Saved entries
//! End-to-end event flow over a scripted record source

use dash_aggregate::{ChartKind, Theme};
use dash_core::{Dashboard, DashboardConfig, DashboardEvent};
use dash_fetch::LoadPhase;
use dash_filters::{FilterQuery, FilterSelection, FilterValue};
use dash_records::RecordField;
use dash_test_utils::{record, sample_records, RecordingSource};
use pretty_assertions::assert_eq;
use std::sync::Arc;
use std::time::Duration;
use tokio::time::sleep;

fn setup(source: RecordingSource) -> (Dashboard, Arc<RecordingSource>) {
    let source = Arc::new(source);
    let dashboard = Dashboard::new(DashboardConfig::default(), source.clone()).unwrap();
    (dashboard, source)
}

#[tokio::test(start_paused = true)]
async fn initial_load_fills_every_panel() {
    let (dash, source) = setup(RecordingSource::new(sample_records()));
    assert_eq!(dash.view().phase, LoadPhase::Idle);

    dash.start();
    sleep(Duration::from_millis(10)).await;

    assert_eq!(source.queries(), vec![FilterQuery::new()]);
    let view = dash.view();
    assert_eq!(view.phase, LoadPhase::Ready);
    assert_eq!(view.record_count, 4);
    assert_eq!(view.panels.len(), 6);
    assert!(view.panels.iter().all(|p| p.has_data()));

    let years = view.options.get(RecordField::EndYear).unwrap();
    assert_eq!(
        years.values,
        vec![
            FilterValue::All,
            FilterValue::Exact("2025".into()),
            FilterValue::Exact("2030".into()),
        ]
    );
}

#[tokio::test(start_paused = true)]
async fn rapid_filter_changes_fetch_once_with_final_selection() {
    let (mut dash, source) = setup(RecordingSource::new(sample_records()));

    dash.apply(DashboardEvent::set_filter("region", "Northern America")).unwrap();
    sleep(Duration::from_millis(150)).await;
    dash.apply(DashboardEvent::set_filter("endYear", "2025")).unwrap();
    sleep(Duration::from_millis(150)).await;
    dash.apply(DashboardEvent::set_filter("endYear", "2030")).unwrap();
    assert_eq!(source.calls(), 0);

    sleep(Duration::from_millis(600)).await;

    let expected = FilterSelection::default()
        .with(RecordField::Region, "Northern America")
        .with(RecordField::EndYear, "2030")
        .to_query();
    assert_eq!(source.queries(), vec![expected]);

    let view = dash.view();
    assert_eq!(view.record_count, 2);
    assert_eq!(view.selection, *dash.selection());
}

#[tokio::test(start_paused = true)]
async fn failed_fetch_keeps_stale_panels_with_banner() {
    let source = RecordingSource::new(Vec::new())
        .then_records(vec![
            record(Some(2030), "oil", "Energy", "Asia", 5.0),
            record(Some(2031), "gas", "Energy", "Asia", 3.0),
        ])
        .then_status(502);
    let (mut dash, source) = setup(source);

    dash.start();
    sleep(Duration::from_millis(10)).await;
    let before = dash.view();

    dash.apply(DashboardEvent::set_filter("topic", "oil")).unwrap();
    sleep(Duration::from_secs(1)).await;

    let after = dash.view();
    assert_eq!(source.calls(), 2);
    assert_eq!(after.phase, LoadPhase::Failed);
    assert_eq!(after.error, Some("Failed to load filtered data. Please try again."));
    assert_eq!(after.record_count, 2);
    assert_eq!(after.panels, before.panels);
}

#[tokio::test(start_paused = true)]
async fn shutdown_inside_window_issues_no_fetch() {
    let (mut dash, source) = setup(RecordingSource::new(sample_records()));

    dash.apply(DashboardEvent::set_filter("sector", "Energy")).unwrap();
    sleep(Duration::from_millis(300)).await;
    dash.shutdown();
    dash.apply(DashboardEvent::Refresh).unwrap();

    sleep(Duration::from_secs(2)).await;
    assert_eq!(source.calls(), 0);
    assert_eq!(dash.view().phase, LoadPhase::Idle);
}

#[tokio::test(start_paused = true)]
async fn reset_fetches_unfiltered_data() {
    let (mut dash, source) = setup(RecordingSource::new(sample_records()));

    dash.apply(DashboardEvent::set_filter("pestle", "Economic")).unwrap();
    sleep(Duration::from_millis(600)).await;
    assert_eq!(dash.view().record_count, 2);

    dash.apply(DashboardEvent::ResetFilters).unwrap();
    sleep(Duration::from_millis(600)).await;

    assert_eq!(source.calls(), 2);
    assert_eq!(source.queries()[1], FilterQuery::new());
    assert_eq!(dash.view().record_count, 4);
    assert!(dash.selection().is_unfiltered());
}

#[tokio::test(start_paused = true)]
async fn theme_only_restyles_panels() {
    let (mut dash, source) = setup(RecordingSource::new(sample_records()));
    dash.start();
    sleep(Duration::from_millis(10)).await;
    let light = dash.view();

    dash.apply(DashboardEvent::ToggleTheme).unwrap();
    let dark = dash.view();

    assert_eq!(source.calls(), 1);
    assert_eq!(dark.theme, Theme::Dark);
    for (l, d) in light.panels.iter().zip(&dark.panels) {
        assert_eq!(l.aggregation, d.aggregation);
        assert_eq!(d.theme, Theme::Dark);
    }
    assert_eq!(dark.panels[3].kind, ChartKind::TopicDistribution);
}

#[tokio::test]
async fn refresh_now_returns_the_loaded_view() {
    let (dash, _) = setup(RecordingSource::new(sample_records()));
    let view = dash.refresh_now().await.unwrap();
    assert_eq!(view.phase, LoadPhase::Ready);
    assert_eq!(view.record_count, 4);
}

● Your goal
Restate every entry above exactly as it stands.

● Solution to this problem
//! End-to-end event flow over a scripted record source

use dash_aggregate::{ChartKind, Theme};
use dash_core::{Dashboard, DashboardConfig, DashboardEvent};
use dash_fetch::LoadPhase;
use dash_filters::{FilterQuery, FilterSelection, FilterValue};
use dash_records::RecordField;
use dash_test_utils::{record, sample_records, RecordingSource};
use pretty_assertions::assert_eq;
use std::sync::Arc;
use std::time::Duration;
use tokio::time::sleep;

fn setup(source: RecordingSource) -> (Dashboard, Arc<RecordingSource>) {
    let source = Arc::new(source);
    let dashboard = Dashboard::new(DashboardConfig::default(), source.clone()).unwrap();
    (dashboard, source)
}

#[tokio::test(start_paused = true)]
async fn initial_load_fills_every_panel() {
    let (dash, source) = setup(RecordingSource::new(sample_records()));
    assert_eq!(dash.view().phase, LoadPhase::Idle);

    dash.start();
    sleep(Duration::from_millis(10)).await;

    assert_eq!(source.queries(), vec![FilterQuery::new()]);
    let view = dash.view();
    assert_eq!(view.phase, LoadPhase::Ready);
    assert_eq!(view.record_count, 4);
    assert_eq!(view.panels.len(), 6);
    assert!(view.panels.iter().all(|p| p.has_data()));

    let years = view.options.get(RecordField::EndYear).unwrap();
    assert_eq!(
        years.values,
        vec![
            FilterValue::All,
            FilterValue::Exact("2025".into()),
            FilterValue::Exact("2030".into()),
        ]
    );
}

#[tokio::test(start_paused = true)]
async fn rapid_filter_changes_fetch_once_with_final_selection() {
    let (mut dash, source) = setup(RecordingSource::new(sample_records()));

    dash.apply(DashboardEvent::set_filter("region", "Northern America")).unwrap();
    sleep(Duration::from_millis(150)).await;
    dash.apply(DashboardEvent::set_filter("endYear", "2025")).unwrap();
    sleep(Duration::from_millis(150)).await;
    dash.apply(DashboardEvent::set_filter("endYear", "2030")).unwrap();
    assert_eq!(source.calls(), 0);

    sleep(Duration::from_millis(600)).await;

    let expected = FilterSelection::default()
        .with(RecordField::Region, "Northern America")
        .with(RecordField::EndYear, "2030")
        .to_query();
    assert_eq!(source.queries(), vec![expected]);

    let view = dash.view();
    assert_eq!(view.record_count, 2);
    assert_eq!(view.selection, *dash.selection());
}

#[tokio::test(start_paused = true)]
async fn failed_fetch_keeps_stale_panels_with_banner() {
    let source = RecordingSource::new(Vec::new())
        .then_records(vec![
            record(Some(2030), "oil", "Energy", "Asia", 5.0),
            record(Some(2031), "gas", "Energy", "Asia", 3.0),
        ])
        .then_status(502);
    let (mut dash, source) = setup(source);

    dash.start();
    sleep(Duration::from_millis(10)).await;
    let before = dash.view();

    dash.apply(DashboardEvent::set_filter("topic", "oil")).unwrap();
    sleep(Duration::from_secs(1)).await;

    let after = dash.view();
    assert_eq!(source.calls(), 2);
    assert_eq!(after.phase, LoadPhase::Failed);
    assert_eq!(after.error, Some("Failed to load filtered data. Please try again."));
    assert_eq!(after.record_count, 2);
    assert_eq!(after.panels, before.panels);
}

#[tokio::test(start_paused = true)]
async fn shutdown_inside_window_issues_no_fetch() {
    let (mut dash, source) = setup(RecordingSource::new(sample_records()));

    dash.apply(DashboardEvent::set_filter("sector", "Energy")).unwrap();
    sleep(Duration::from_millis(300)).await;
    dash.shutdown();
    dash.apply(DashboardEvent::Refresh).unwrap();

    sleep(Duration::from_secs(2)).await;
    assert_eq!(source.calls(), 0);
    assert_eq!(dash.view().phase, LoadPhase::Idle);
}

#[tokio::test(start_paused = true)]
async fn reset_fetches_unfiltered_data() {
    let (mut dash, source) = setup(RecordingSource::new(sample_records()));

    dash.apply(DashboardEvent::set_filter("pestle", "Economic")).unwrap();
    sleep(Duration::from_millis(600)).await;
    assert_eq!(dash.view().record_count, 2);

    dash.apply(DashboardEvent::ResetFilters).unwrap();
    sleep(Duration::from_millis(600)).await;

    assert_eq!(source.calls(), 2);
    assert_eq!(source.queries()[1], FilterQuery::new());
    assert_eq!(dash.view().record_count, 4);
    assert!(dash.selection().is_unfiltered());
}

#[tokio::test(start_paused = true)]
async fn theme_only_restyles_panels() {
    let (mut dash, source) = setup(RecordingSource::new(sample_records()));
    dash.start();
    sleep(Duration::from_millis(10)).await;
    let light = dash.view();

    dash.apply(DashboardEvent::ToggleTheme).unwrap();
    let dark = dash.view();

    assert_eq!(source.calls(), 1);
    assert_eq!(dark.theme, Theme::Dark);
    for (l, d) in light.panels.iter().zip(&dark.panels) {
        assert_eq!(l.aggregation, d.aggregation);
        assert_eq!(d.theme, Theme::Dark);
    }
    assert_eq!(dark.panels[3].kind, ChartKind::TopicDistribution);
}

#[tokio::test]
async fn refresh_now_returns_the_loaded_view() {
    let (dash, _) = setup(RecordingSource::new(sample_records()));
    let view = dash.refresh_now().await.unwrap();
    assert_eq!(view.phase, LoadPhase::Ready);
    assert_eq!(view.record_count, 4);
}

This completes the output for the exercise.